→ Try it:
Your output should be the entries below, from the first line up to and including the line with "Requester wallet address", reproduced exactly and with no other lines.
BEGIN Records for the task
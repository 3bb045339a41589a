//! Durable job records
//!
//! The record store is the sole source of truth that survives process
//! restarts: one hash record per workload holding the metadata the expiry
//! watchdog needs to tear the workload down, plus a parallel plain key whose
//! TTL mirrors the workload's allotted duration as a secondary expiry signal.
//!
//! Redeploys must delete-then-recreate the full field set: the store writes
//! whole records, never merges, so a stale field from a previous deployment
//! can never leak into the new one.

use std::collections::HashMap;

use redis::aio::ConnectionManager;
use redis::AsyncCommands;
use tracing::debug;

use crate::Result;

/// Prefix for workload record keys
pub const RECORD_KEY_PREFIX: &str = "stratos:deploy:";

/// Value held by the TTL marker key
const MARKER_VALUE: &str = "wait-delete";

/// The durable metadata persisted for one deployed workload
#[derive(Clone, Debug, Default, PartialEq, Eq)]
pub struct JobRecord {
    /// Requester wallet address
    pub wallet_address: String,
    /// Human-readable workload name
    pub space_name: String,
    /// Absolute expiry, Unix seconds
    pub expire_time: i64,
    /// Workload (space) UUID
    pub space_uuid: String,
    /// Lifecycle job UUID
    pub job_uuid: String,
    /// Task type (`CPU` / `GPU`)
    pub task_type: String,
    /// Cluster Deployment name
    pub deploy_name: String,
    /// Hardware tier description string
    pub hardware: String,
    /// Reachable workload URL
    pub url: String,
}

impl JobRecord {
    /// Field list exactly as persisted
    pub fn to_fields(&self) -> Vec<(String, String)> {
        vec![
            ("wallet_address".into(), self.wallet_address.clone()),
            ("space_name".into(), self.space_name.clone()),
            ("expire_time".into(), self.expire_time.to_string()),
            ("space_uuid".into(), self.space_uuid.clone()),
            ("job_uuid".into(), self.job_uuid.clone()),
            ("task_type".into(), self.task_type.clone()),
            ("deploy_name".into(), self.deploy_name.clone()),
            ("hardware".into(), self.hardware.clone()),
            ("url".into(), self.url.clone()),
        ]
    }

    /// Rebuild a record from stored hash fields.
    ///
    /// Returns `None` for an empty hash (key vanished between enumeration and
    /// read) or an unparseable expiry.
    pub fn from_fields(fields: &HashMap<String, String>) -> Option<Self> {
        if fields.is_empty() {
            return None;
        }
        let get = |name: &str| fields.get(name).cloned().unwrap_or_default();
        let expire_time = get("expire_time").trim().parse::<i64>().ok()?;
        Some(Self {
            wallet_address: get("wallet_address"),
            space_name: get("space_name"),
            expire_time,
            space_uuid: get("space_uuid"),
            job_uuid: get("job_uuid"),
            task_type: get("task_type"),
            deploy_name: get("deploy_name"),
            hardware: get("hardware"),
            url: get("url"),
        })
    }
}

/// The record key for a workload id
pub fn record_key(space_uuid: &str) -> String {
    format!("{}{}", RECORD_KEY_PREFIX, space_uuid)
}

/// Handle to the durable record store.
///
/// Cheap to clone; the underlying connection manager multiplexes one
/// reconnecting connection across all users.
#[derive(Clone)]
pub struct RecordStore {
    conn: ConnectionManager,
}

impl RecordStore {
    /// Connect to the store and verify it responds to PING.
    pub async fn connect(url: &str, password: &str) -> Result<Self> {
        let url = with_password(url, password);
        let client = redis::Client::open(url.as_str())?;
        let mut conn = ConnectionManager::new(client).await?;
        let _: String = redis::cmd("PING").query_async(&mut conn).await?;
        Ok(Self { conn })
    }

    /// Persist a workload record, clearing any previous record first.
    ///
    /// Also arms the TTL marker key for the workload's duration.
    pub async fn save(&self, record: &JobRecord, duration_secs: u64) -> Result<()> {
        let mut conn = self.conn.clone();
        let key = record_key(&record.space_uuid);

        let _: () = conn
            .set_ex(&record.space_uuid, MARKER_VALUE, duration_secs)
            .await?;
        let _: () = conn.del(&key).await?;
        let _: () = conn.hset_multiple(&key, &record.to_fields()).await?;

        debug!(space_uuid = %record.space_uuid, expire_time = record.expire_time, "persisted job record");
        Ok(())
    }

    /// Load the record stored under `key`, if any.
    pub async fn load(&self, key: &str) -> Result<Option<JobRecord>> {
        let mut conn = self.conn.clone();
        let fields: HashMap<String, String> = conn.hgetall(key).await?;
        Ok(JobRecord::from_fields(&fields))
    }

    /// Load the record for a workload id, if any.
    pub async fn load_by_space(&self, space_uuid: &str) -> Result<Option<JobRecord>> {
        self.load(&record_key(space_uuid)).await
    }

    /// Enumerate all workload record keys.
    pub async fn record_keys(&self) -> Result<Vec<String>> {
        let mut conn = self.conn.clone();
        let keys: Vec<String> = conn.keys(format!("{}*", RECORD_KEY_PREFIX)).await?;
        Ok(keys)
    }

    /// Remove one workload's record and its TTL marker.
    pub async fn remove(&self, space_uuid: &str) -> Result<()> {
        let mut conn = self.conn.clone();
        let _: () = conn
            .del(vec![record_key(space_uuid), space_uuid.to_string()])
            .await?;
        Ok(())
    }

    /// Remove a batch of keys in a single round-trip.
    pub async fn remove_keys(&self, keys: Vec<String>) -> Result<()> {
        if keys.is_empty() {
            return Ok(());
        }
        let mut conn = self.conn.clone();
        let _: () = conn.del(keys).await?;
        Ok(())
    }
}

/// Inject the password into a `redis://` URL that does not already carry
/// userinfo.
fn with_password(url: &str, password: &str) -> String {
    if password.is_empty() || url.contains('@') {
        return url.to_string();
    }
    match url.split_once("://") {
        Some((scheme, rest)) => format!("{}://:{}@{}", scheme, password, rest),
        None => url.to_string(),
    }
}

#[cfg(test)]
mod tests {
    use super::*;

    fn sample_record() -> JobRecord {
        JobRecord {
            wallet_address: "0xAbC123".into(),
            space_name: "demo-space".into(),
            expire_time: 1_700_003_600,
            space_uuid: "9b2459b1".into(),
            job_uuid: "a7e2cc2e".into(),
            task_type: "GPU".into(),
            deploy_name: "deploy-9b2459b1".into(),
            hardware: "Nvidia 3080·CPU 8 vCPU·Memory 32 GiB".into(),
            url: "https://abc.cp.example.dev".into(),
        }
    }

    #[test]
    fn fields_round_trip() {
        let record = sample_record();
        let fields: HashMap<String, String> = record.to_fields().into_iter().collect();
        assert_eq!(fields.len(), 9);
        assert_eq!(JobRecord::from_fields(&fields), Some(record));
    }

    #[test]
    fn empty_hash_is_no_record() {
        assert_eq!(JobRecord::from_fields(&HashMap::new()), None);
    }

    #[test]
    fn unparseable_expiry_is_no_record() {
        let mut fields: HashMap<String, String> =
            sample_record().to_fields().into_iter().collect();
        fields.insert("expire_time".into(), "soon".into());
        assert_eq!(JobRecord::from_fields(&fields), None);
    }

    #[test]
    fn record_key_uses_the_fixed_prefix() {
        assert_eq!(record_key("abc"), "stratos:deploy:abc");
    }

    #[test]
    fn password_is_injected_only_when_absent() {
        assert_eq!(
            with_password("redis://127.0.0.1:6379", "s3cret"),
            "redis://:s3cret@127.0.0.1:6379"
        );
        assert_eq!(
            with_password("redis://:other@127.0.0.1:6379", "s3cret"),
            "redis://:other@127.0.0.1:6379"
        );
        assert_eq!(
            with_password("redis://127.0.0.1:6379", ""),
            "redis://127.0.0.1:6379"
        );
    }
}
END Records for the task
→ Output of the task:
repository 3bb045339a41589a
//! Durable job records
//!
//! The record store is the sole source of truth that survives process
//! restarts: one hash record per workload holding the metadata the expiry
//! watchdog needs to tear the workload down, plus a parallel plain key whose
//! TTL mirrors the workload's allotted duration as a secondary expiry signal.
//!
//! Redeploys must delete-then-recreate the full field set: the store writes
//! whole records, never merges, so a stale field from a previous deployment
//! can never leak into the new one.

use std::collections::HashMap;

use redis::aio::ConnectionManager;
use redis::AsyncCommands;
use tracing::debug;

use crate::Result;

/// Prefix for workload record keys
pub const RECORD_KEY_PREFIX: &str = "stratos:deploy:";

/// Value held by the TTL marker key
const MARKER_VALUE: &str = "wait-delete";

/// The durable metadata persisted for one deployed workload
#[derive(Clone, Debug, Default, PartialEq, Eq)]
pub struct JobRecord {
    /// Requester wallet address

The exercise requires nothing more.